Records from a data collection
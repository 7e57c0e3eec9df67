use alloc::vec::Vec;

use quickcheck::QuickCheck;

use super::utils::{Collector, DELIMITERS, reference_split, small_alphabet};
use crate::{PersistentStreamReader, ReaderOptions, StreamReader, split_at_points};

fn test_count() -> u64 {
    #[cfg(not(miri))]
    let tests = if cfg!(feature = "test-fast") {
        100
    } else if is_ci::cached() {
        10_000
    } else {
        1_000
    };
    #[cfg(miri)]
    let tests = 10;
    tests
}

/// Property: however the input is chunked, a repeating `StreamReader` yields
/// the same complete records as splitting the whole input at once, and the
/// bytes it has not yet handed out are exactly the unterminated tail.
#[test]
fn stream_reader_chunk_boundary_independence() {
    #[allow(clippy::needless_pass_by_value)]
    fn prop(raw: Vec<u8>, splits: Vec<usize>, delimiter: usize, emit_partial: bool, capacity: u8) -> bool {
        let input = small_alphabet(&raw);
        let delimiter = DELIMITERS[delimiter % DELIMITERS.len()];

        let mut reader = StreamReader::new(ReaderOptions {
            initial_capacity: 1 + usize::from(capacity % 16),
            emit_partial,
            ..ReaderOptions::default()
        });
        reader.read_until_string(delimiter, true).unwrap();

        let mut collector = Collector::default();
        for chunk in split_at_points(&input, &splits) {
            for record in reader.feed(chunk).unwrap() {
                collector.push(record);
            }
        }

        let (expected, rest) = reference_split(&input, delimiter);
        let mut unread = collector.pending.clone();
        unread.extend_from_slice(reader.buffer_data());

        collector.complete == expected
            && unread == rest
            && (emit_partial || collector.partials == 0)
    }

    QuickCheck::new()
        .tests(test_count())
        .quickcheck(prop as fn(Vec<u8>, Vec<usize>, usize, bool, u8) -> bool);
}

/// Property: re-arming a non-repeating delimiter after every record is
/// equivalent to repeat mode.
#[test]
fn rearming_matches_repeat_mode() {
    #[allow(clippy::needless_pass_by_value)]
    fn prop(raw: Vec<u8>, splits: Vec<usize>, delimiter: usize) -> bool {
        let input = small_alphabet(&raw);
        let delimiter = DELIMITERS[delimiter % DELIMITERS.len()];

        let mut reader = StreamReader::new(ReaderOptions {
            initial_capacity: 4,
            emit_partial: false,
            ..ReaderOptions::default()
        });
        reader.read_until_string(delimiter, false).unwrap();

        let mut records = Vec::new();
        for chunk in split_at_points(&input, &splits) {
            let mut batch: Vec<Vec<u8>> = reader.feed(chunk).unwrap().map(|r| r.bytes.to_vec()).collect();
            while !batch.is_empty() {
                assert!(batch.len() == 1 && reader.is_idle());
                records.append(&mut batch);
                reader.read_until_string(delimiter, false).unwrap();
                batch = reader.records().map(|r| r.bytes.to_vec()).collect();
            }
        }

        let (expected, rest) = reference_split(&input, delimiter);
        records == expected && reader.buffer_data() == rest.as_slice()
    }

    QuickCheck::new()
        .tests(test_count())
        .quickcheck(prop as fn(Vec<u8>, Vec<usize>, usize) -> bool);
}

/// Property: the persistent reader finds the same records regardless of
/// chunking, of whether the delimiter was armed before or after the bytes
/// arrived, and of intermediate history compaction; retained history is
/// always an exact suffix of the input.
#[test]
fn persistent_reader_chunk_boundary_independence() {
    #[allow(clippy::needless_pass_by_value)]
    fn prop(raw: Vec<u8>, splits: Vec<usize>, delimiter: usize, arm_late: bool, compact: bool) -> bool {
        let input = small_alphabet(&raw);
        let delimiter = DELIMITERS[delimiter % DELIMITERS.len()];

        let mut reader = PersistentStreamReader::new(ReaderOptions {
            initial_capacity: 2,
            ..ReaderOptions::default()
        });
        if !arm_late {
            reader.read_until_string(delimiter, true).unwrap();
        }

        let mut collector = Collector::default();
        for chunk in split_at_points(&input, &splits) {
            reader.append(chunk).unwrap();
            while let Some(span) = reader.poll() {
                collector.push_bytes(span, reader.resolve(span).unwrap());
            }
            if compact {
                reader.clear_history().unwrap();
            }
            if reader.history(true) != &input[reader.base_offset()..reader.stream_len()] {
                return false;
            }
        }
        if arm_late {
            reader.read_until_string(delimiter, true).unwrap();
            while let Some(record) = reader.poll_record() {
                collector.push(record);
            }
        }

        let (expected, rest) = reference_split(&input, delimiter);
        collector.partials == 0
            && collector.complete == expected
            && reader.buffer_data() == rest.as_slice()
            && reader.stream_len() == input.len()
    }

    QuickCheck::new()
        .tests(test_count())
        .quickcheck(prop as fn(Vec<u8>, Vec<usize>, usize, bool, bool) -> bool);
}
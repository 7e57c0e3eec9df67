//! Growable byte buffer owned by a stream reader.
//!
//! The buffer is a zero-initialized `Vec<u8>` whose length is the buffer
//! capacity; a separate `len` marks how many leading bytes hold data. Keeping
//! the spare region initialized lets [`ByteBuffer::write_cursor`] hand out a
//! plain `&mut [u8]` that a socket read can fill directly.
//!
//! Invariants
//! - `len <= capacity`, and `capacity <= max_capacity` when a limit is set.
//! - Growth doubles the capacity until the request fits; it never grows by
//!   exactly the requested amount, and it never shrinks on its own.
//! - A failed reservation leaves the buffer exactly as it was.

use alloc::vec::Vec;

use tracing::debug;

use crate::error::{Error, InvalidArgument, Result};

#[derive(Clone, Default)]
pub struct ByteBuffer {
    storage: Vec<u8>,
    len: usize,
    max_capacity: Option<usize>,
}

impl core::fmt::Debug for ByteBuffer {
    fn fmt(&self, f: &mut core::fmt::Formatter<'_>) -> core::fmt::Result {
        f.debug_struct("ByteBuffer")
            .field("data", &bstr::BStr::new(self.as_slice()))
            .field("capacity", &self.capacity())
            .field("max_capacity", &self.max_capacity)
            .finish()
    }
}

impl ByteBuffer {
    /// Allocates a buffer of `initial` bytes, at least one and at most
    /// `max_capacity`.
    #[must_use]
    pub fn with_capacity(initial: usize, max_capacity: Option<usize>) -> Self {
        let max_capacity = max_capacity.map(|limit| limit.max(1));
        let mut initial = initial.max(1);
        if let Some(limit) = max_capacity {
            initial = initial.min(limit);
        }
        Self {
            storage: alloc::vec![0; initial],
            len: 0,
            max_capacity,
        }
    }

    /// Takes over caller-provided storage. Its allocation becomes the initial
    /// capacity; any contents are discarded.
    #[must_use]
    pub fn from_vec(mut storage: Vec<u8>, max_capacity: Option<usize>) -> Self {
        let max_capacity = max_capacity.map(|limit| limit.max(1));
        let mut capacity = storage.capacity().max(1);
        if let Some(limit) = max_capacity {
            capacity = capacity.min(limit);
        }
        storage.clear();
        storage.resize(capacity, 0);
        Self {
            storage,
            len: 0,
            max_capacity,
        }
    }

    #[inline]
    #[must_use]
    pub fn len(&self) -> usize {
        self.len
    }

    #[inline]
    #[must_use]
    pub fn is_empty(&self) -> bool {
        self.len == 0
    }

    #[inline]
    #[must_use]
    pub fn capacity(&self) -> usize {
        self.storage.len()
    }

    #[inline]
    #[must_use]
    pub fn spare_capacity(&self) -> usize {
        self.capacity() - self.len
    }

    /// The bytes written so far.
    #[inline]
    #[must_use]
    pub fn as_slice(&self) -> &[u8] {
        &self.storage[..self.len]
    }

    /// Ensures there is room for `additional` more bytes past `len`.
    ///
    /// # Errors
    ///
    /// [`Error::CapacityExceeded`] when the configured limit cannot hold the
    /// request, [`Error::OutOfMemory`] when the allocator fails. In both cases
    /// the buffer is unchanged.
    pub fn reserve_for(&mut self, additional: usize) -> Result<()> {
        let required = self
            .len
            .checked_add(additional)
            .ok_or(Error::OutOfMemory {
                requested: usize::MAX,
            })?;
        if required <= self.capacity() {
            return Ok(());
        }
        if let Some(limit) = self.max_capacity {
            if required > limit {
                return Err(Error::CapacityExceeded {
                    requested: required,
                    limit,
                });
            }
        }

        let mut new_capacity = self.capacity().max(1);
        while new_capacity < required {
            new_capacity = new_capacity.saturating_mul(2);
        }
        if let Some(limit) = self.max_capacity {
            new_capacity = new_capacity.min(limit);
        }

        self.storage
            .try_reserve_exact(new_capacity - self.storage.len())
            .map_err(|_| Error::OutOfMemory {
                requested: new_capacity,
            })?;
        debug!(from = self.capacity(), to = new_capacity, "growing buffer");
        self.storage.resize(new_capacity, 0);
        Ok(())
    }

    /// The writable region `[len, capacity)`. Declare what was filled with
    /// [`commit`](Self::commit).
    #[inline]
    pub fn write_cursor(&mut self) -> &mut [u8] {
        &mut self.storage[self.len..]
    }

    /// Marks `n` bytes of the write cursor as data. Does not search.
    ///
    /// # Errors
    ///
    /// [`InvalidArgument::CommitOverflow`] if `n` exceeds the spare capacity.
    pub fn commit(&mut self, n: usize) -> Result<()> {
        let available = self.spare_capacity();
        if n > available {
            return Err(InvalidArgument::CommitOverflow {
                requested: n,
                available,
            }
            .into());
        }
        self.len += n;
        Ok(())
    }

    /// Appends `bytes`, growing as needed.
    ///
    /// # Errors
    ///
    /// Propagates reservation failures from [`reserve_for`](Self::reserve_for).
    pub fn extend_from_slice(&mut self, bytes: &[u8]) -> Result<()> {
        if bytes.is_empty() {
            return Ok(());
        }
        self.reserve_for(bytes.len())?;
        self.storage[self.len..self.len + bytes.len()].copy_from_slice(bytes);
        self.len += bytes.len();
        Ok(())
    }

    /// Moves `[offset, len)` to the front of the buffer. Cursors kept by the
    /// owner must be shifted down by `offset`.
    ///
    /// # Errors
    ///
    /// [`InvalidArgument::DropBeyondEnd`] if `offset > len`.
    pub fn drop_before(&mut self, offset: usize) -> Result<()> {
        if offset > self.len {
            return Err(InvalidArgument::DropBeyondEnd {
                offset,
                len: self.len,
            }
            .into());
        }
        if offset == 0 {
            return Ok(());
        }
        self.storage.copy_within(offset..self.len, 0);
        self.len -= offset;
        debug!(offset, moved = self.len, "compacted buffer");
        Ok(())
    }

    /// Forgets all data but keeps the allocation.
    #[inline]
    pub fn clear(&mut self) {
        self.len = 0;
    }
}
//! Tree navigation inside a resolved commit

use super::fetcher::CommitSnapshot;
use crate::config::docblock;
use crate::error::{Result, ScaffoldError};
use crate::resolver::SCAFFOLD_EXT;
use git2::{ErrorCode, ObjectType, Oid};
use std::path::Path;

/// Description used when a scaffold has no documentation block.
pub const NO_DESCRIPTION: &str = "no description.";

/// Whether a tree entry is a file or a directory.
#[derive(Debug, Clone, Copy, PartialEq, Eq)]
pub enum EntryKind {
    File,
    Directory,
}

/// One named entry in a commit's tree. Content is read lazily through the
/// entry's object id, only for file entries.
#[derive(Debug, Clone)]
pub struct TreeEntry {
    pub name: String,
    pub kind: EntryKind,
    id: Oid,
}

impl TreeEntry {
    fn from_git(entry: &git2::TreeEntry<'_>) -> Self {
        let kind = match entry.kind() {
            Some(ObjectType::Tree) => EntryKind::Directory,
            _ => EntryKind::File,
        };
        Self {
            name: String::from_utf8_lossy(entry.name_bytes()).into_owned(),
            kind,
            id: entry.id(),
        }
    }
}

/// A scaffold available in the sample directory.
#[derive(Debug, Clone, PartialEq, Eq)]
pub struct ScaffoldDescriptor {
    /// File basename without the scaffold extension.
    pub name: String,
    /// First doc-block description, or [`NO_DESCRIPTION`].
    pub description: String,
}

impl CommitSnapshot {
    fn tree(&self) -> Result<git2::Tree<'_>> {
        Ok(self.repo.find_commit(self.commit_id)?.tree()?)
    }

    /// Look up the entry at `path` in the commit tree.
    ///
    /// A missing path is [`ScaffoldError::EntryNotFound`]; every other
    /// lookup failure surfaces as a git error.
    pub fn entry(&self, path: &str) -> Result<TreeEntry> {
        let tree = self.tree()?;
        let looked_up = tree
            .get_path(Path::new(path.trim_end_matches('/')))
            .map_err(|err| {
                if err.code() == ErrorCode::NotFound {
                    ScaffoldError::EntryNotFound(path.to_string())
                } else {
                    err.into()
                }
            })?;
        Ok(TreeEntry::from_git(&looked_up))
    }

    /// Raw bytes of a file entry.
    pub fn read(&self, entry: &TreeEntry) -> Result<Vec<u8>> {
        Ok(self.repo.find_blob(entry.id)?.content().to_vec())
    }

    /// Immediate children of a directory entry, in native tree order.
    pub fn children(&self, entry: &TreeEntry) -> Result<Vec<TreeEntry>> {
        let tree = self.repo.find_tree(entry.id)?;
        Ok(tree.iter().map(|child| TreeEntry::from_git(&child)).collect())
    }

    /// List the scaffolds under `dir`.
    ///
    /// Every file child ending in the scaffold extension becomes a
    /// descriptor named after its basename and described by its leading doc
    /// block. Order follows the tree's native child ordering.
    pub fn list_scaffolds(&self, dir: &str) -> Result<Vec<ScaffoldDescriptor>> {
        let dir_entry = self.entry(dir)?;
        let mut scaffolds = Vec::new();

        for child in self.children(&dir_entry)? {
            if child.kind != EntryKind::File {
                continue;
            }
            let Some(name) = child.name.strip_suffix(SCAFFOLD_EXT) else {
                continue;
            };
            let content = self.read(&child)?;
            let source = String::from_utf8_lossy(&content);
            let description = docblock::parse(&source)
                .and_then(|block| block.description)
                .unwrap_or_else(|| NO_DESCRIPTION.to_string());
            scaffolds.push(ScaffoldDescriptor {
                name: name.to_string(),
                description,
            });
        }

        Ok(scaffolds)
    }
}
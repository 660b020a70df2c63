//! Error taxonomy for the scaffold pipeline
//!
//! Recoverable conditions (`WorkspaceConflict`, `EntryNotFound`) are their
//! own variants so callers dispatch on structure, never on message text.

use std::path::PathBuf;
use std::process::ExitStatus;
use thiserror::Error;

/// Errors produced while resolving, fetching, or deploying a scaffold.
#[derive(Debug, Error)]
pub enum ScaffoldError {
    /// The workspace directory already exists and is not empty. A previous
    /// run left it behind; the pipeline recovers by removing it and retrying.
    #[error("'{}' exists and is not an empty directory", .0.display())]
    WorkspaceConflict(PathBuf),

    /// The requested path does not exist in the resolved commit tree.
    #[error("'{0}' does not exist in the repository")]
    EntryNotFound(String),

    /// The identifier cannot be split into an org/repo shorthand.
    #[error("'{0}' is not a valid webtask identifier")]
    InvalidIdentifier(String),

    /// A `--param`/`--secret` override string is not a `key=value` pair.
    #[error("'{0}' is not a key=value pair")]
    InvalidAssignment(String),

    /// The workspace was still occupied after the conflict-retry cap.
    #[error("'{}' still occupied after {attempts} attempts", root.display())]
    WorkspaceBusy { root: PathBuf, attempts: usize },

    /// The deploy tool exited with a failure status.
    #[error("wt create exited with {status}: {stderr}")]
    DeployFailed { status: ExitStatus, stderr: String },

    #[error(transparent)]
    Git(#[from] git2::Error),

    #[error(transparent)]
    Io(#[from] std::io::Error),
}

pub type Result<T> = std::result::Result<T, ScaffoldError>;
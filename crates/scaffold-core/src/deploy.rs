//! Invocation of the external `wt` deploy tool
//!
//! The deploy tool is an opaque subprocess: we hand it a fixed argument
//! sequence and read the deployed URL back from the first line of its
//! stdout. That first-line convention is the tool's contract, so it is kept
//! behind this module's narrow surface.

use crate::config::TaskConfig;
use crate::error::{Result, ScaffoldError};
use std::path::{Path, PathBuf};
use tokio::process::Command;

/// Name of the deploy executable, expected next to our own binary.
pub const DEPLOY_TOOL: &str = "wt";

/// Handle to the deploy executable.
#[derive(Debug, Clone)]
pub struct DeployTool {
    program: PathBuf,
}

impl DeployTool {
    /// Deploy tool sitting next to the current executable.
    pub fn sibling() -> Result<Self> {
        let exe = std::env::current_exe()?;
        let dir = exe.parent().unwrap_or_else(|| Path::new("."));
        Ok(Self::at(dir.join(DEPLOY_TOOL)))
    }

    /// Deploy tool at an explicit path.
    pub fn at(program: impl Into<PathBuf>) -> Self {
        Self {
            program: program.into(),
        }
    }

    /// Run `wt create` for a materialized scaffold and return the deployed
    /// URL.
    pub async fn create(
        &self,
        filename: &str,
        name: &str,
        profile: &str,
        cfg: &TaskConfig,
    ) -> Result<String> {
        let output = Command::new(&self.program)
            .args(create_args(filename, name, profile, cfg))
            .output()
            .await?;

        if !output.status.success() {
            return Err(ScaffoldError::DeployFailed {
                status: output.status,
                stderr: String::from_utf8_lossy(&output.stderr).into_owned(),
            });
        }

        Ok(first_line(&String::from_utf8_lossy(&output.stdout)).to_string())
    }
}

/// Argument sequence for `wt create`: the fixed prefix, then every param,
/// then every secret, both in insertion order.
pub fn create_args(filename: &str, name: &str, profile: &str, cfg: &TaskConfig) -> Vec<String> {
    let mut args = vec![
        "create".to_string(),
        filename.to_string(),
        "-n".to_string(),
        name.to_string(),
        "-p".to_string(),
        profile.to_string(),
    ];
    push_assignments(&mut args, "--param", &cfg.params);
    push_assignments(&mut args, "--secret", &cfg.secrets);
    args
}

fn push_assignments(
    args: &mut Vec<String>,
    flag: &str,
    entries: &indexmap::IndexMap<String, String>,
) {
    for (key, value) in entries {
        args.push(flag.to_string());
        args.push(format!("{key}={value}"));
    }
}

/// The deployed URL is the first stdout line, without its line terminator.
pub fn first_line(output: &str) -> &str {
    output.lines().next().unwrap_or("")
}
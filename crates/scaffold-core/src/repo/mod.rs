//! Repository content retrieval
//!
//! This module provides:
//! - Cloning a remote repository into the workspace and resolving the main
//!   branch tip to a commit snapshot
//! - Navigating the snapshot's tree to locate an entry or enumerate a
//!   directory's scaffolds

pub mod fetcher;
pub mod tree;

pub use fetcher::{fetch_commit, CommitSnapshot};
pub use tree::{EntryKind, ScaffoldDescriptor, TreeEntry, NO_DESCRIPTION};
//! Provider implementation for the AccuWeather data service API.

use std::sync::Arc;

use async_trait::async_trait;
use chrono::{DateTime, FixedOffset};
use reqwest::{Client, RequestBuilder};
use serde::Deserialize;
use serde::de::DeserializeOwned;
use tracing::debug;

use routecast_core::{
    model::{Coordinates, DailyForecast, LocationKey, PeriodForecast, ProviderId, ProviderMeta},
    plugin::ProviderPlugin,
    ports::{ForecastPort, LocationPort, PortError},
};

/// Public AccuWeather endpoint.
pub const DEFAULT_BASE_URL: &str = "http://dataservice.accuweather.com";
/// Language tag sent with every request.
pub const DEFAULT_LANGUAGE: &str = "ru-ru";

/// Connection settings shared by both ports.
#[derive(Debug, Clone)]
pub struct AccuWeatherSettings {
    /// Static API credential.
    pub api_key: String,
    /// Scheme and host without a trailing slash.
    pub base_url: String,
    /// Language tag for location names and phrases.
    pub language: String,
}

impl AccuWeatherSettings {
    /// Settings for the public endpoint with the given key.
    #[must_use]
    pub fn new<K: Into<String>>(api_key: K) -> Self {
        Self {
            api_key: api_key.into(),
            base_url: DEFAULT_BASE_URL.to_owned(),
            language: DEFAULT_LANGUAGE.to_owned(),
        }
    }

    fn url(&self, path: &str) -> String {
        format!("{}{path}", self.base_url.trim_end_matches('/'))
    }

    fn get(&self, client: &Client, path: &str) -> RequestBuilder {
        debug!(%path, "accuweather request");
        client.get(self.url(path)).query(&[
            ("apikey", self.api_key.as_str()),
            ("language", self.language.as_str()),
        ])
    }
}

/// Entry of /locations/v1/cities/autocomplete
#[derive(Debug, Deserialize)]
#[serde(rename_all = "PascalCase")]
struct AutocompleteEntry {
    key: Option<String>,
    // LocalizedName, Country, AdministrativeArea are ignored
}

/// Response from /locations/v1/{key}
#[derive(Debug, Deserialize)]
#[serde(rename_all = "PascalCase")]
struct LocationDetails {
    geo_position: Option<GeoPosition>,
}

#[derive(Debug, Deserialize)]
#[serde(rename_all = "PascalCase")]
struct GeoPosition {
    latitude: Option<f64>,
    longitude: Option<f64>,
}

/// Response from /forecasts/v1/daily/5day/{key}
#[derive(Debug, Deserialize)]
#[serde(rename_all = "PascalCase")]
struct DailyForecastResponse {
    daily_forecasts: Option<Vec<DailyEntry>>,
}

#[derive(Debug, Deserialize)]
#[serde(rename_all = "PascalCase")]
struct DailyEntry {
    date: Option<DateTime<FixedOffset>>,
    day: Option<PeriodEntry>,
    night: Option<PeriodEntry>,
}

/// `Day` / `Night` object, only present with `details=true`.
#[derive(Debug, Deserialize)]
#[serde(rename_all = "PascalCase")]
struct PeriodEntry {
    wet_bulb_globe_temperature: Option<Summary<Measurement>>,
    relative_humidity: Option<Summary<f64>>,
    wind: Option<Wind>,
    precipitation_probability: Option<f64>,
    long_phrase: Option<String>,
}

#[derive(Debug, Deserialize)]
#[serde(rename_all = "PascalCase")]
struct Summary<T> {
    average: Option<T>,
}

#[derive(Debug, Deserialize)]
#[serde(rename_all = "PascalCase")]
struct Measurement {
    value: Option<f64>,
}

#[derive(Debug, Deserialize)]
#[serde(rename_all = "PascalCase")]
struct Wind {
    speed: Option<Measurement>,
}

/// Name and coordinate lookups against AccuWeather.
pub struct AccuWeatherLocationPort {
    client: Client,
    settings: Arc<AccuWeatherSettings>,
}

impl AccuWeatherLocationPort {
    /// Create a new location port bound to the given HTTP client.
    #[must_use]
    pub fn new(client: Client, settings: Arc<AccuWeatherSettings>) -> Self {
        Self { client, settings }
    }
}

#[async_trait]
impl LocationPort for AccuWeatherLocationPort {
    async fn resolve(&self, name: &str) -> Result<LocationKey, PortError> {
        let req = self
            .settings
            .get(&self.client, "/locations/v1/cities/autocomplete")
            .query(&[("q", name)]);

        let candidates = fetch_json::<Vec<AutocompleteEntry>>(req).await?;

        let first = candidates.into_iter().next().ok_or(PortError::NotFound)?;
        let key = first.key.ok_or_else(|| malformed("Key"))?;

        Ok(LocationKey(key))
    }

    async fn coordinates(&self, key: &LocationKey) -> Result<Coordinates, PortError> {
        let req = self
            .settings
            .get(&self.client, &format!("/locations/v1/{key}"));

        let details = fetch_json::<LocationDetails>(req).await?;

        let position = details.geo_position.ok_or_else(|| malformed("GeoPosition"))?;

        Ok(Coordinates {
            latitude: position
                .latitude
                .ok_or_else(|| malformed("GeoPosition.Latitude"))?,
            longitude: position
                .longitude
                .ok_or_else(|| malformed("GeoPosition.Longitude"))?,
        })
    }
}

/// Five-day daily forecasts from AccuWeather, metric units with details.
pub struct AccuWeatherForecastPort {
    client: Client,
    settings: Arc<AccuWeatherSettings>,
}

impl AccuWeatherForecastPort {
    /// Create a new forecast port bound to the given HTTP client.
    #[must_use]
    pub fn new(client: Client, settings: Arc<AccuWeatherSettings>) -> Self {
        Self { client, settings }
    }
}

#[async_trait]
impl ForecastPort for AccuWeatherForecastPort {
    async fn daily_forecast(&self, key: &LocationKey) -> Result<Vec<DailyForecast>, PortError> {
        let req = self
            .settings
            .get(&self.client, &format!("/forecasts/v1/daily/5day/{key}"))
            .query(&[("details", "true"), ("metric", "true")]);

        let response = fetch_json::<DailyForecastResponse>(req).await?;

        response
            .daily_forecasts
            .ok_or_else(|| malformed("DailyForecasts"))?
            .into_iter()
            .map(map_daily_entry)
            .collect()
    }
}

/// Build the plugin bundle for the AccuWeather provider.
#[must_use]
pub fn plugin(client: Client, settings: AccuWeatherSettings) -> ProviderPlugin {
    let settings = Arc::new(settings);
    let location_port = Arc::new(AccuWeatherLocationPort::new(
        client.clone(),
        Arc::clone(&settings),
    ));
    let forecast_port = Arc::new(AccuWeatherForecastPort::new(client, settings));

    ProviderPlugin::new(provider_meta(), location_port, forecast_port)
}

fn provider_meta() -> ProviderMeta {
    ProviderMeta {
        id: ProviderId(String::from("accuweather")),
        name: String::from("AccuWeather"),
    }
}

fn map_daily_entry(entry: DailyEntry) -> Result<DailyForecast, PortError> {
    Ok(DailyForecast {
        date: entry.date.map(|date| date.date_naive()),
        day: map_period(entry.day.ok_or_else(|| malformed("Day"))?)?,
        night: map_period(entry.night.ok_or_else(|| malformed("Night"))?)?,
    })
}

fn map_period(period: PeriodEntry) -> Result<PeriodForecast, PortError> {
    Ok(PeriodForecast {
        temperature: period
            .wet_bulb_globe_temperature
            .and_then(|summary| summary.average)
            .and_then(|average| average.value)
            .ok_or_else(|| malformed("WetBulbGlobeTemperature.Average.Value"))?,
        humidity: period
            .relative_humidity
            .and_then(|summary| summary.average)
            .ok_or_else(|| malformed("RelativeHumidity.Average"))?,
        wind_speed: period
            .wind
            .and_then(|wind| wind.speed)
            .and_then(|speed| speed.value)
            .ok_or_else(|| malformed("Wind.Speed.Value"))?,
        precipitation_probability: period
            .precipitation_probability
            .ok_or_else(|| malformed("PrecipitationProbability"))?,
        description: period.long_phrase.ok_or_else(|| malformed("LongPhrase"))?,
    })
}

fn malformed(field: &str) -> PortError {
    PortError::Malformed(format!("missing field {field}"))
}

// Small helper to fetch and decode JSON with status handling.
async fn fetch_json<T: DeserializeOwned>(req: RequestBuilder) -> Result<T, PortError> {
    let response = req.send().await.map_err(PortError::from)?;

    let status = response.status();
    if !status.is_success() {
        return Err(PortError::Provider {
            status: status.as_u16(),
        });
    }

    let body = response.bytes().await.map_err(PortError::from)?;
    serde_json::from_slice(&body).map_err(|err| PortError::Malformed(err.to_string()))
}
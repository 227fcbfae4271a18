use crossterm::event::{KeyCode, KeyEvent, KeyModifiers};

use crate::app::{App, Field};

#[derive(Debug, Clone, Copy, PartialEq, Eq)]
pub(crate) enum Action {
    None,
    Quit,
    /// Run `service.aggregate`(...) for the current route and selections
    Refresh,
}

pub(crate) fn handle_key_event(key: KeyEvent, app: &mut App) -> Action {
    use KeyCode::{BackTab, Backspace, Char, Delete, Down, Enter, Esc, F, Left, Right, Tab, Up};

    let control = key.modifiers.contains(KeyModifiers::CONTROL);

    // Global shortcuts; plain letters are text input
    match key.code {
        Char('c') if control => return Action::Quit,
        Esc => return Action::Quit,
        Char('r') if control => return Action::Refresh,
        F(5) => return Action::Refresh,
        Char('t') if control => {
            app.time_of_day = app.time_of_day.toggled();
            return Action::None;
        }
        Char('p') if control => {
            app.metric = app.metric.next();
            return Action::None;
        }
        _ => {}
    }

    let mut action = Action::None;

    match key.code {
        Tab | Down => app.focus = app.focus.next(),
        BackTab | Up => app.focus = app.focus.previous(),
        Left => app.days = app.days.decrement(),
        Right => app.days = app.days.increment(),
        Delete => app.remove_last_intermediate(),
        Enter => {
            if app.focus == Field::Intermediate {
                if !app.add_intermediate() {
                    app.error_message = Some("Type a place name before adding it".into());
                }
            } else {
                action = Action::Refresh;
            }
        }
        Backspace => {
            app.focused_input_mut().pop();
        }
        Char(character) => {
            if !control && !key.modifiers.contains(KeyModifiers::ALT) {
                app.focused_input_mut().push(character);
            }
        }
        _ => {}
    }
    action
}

DIRECTIONS: Would you please filter the lines above and copy every one that includes "partials"?

REPLY:
            && (emit_partial || collector.partials == 0)
        collector.partials == 0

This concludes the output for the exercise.